Actors rehearse for Invincible

Press release issued: 13 February 2017

A ground-breaking new theatre production, to be premiered in Bristol, will plunge audiences into a moral dilemma examining the role – good and bad – science can play in our lives.

Invincible, which takes place at a secret location in Clifton between 21 February and 4 March, uses immersive theatre to address some of the issues raised by the emerging field of synthetic biology and whether scientists should ‘play God’.

It’s a collaboration between the University of Bristol’s BrisSynBio research centre, the University’s playwriting fellow, David Lane, and theatre company Kilter, which specialises in creating unique and pioneering experiences which encourage debate.

The performancetakes place with small audiences at ‘point-blank range’ in the confines of a real residential flat and focuses on three women from three different generations as the political and scientific become intensely personal.

Synthetic biology is the design and construction of new biological entities such as enzymes, genetic circuits, and cells or the redesign of existing biological systems.  

The University of Bristol is a world leader in the field thanks to its BrisSynBio research centre, which is funded predominantly by the Biotechnology and Biological Sciences Research Council (BBSRC) and the Engineering and Physical Sciences Research Council (EPSRC), and aims to tackle important questions of global significance, such as making new vaccines or improving the yield of staple crops.

Dr Kathleen Sedgley, BrisSynBio Scientific Manager, said: “Invincible is scientifically robust, elegant, funny and extremely moving. At BrisSynBio we are committed to exploring the societal and ethical considerations around synthetic biology. This personal and completely immersive experience has shown us how these theoretical concepts could play out in real life, affecting everyday people.”

Invincible has been delivered thanks to a grant awarded by the EU to open up the new science of synthetic biology to more public scrutiny and debate.

Oliver Langdon, Co-director of Kilter, said: “Kilter has been making pioneering site-based work for nearly a decade, responding to issues drawn from the rapidly changing world. As well as entertaining our audiences, we constantly strive to educate, engage and empower. Invincible is no exception.  We hope audiences will leave our secret performance venue with an unshakable urge to get involved in every conversation around emerging science and technology.”

A number of tickets are free for schools and will be allocated to young people aged 13 to 18, studying Science, Drama, Philosophy and Ethics.

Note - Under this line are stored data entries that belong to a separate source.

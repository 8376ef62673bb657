//! Health check support for the controller manager and host agent.
//!
//! Provides liveness, readiness, and full health report capabilities for
//! orchestrator integration (Kubernetes probes, systemd).

use std::time::Instant;

use serde::{Deserialize, Serialize};

use crate::shutdown::ShutdownState;

/// Overall health status.
#[derive(Debug, Clone, Copy, PartialEq, Eq, Serialize, Deserialize)]
pub enum HealthState {
    Healthy,
    Degraded,
    Unhealthy,
}

/// Detailed health report.
#[derive(Debug, Clone, Serialize, Deserialize)]
pub struct HealthReport {
    pub state: HealthState,
    pub ready: bool,
    pub accepting_requests: bool,
    pub active_reconciles: usize,
    pub uptime_secs: u64,
}

/// Health check configuration.
#[derive(Debug, Clone)]
pub struct HealthConfig {
    /// Reconciles in flight at or above this are reported as degraded —
    /// a signal the work queue is backing up, not a hard limit.
    pub max_active_reconciles: usize,
}

impl Default for HealthConfig {
    fn default() -> Self {
        Self {
            max_active_reconciles: 1000,
        }
    }
}

/// Aggregates health information from the runtime's shared state.
pub struct HealthChecker {
    config: HealthConfig,
    start_time: Instant,
}

impl HealthChecker {
    pub fn new(config: HealthConfig) -> Self {
        Self {
            config,
            start_time: Instant::now(),
        }
    }

    /// Check liveness: process is responsive.
    pub fn is_alive(&self) -> bool {
        true
    }

    /// Check readiness: accepting new reconcile work.
    pub fn is_ready(&self, shutdown_state: ShutdownState, active_reconciles: usize) -> bool {
        shutdown_state == ShutdownState::Running && active_reconciles < self.config.max_active_reconciles
    }

    /// Generate a full health report.
    pub fn report(&self, shutdown_state: ShutdownState, active_reconciles: usize) -> HealthReport {
        let accepting = shutdown_state == ShutdownState::Running;
        let ready = self.is_ready(shutdown_state, active_reconciles);
        let state = self.compute_state(shutdown_state, active_reconciles);

        HealthReport {
            state,
            ready,
            accepting_requests: accepting,
            active_reconciles,
            uptime_secs: self.start_time.elapsed().as_secs(),
        }
    }

    fn compute_state(&self, shutdown_state: ShutdownState, active_reconciles: usize) -> HealthState {
        if shutdown_state != ShutdownState::Running {
            return HealthState::Unhealthy;
        }
        if active_reconciles >= self.config.max_active_reconciles {
            return HealthState::Degraded;
        }
        HealthState::Healthy
    }
}

impl Default for HealthChecker {
    fn default() -> Self {
        Self::new(HealthConfig::default())
    }
}
//! Helpers for building standard Kubernetes `Condition` entries on object status.

use k8s_openapi::apimachinery::pkg::apis::meta::v1::{Condition, Time};

/// Build (or refresh) a `Condition`, bumping `lastTransitionTime` only when the
/// status actually changed relative to `previous`.
pub fn build(
    type_: &str,
    status: bool,
    reason: &str,
    message: impl Into<String>,
    previous: Option<&Condition>,
) -> Condition {
    let status_str = if status { "True" } else { "False" };
    let changed = previous
        .map(|p| p.status != status_str)
        .unwrap_or(true);
    let last_transition_time = match previous {
        Some(p) if !changed => p.last_transition_time.clone(),
        _ => Time(chrono::Utc::now()),
    };

    Condition {
        type_: type_.to_string(),
        status: status_str.to_string(),
        reason: reason.to_string(),
        message: message.into(),
        last_transition_time,
        observed_generation: None,
    }
}

/// Replace or append `condition` in `conditions`, matching by `type_`.
pub fn upsert(conditions: &mut Vec<Condition>, condition: Condition) {
    if let Some(existing) = conditions.iter_mut().find(|c| c.type_ == condition.type_) {
        *existing = condition;
    } else {
        conditions.push(condition);
    }
}

pub fn find<'a>(conditions: &'a [Condition], type_: &str) -> Option<&'a Condition> {
    conditions.iter().find(|c| c.type_ == type_)
}
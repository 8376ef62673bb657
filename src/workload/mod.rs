//! Translate `(Model, InferenceService)` into container workload specs.
//!
//! The heart of the system: builds a Service (always) and, on the
//! containerized path, a Deployment with correctly constructed GPU args,
//! merged tolerations, and an init-stage downloader. Deliberately omits
//! workload construction entirely when the Model's accelerator is `metal`
//! — that path belongs to the host agent.

pub mod args;
mod builder;
mod error;
mod tolerations;

pub use builder::{build, WorkloadSpec, CACHE_MOUNT_PATH, CPU_IMAGE, CUDA_IMAGE, OWNER_LABEL, PATH_ANNOTATION};
pub use error::WorkloadError;
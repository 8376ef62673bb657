//! Tensor descriptor decoding.
//!
//! Only the descriptor is read here — name, shape, quantization class, and
//! the byte offset of the tensor's data — never the tensor data itself.

use std::io::Read;

use super::error::GgufError;
use super::reader::GgufReader;

/// One tensor's descriptor from the GGUF tensor-info section.
#[derive(Debug, Clone, PartialEq)]
pub struct TensorInfo {
    pub name: String,
    pub dimensions: Vec<u64>,
    /// GGML type id (quantization/precision class of this tensor).
    pub ggml_type: u32,
    /// Byte offset of the tensor's data within the data section.
    pub offset: u64,
}

impl TensorInfo {
    pub(super) fn read<R: Read>(reader: &mut GgufReader<R>) -> Result<Self, GgufError> {
        let name = reader.read_string()?;
        let dimensions = reader.read_dimensions()?;
        let ggml_type = reader.read_u32()?;
        let offset = reader.read_u64()?;
        Ok(Self {
            name,
            dimensions,
            ggml_type,
            offset,
        })
    }
}
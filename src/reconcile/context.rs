//! Shared state handed to both the `Model` and `InferenceService` controllers.

use std::sync::atomic::{AtomicUsize, Ordering};
use std::sync::Arc;

use kube::Client;

use crate::cache::CacheManager;
use crate::telemetry::Metrics;

/// Context threaded through every `reconcile` call by `kube::runtime::Controller`.
#[derive(Clone)]
pub struct Context {
    pub client: Client,
    pub cache: Arc<CacheManager>,
    pub metrics: Arc<Metrics>,
    active_reconciles: Arc<AtomicUsize>,
}

impl Context {
    pub fn new(client: Client, cache: Arc<CacheManager>, metrics: Arc<Metrics>) -> Self {
        Self {
            client,
            cache,
            metrics,
            active_reconciles: Arc::new(AtomicUsize::new(0)),
        }
    }

    pub fn active_reconciles(&self) -> usize {
        self.active_reconciles.load(Ordering::Relaxed)
    }

    /// RAII guard incrementing the in-flight count for the lifetime of one reconcile.
    pub fn track(&self) -> ActiveGuard {
        self.active_reconciles.fetch_add(1, Ordering::Relaxed);
        ActiveGuard { counter: self.active_reconciles.clone() }
    }
}

pub struct ActiveGuard {
    counter: Arc<AtomicUsize>,
}

impl Drop for ActiveGuard {
    fn drop(&mut self) {
        self.counter.fetch_sub(1, Ordering::Relaxed);
    }
}
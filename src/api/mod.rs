//! Custom resource definitions for the control plane: `Model` and
//! `InferenceService`, plus shared condition-building helpers.

pub mod condition;
pub mod inference_service;
pub mod model;

pub use inference_service::{
    EndpointSpec, InferenceService, InferenceServicePhase, InferenceServiceSpec,
    InferenceServiceStatus, IsvcResources, ServiceType,
};
pub use model::{
    Accelerator, GgufMetadataStatus, GpuSpec, GpuVendor, HardwareSpec, Model, ModelFormat,
    ModelPhase, ModelSpec, ModelStatus, ResourceRequests, ShardingSpec, ShardingStrategy,
};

Caroline Garland, Co-director of Kilter, said: “In order to get to grips with the enormity of the subject, our creative team embarked on a behind the scenes introduction to the ground-breaking principles of SynBio, and the knife-edge debates around its ethics. Meeting with scientists, bio-ethicists, philosophers and funders, we have worked with several groups of devising theatre-makers to explore ways in which we could make a piece of theatrical dynamite, which simultaneously educates and promotes discussion.”

Tickets and performance times

Performances take place between Tuesday 21 February and Saturday 4 March in a secret location in Clifton, Bristol. Standard tickets are £10 or concession tickets are £5. For further information and booking visit the Kilter website.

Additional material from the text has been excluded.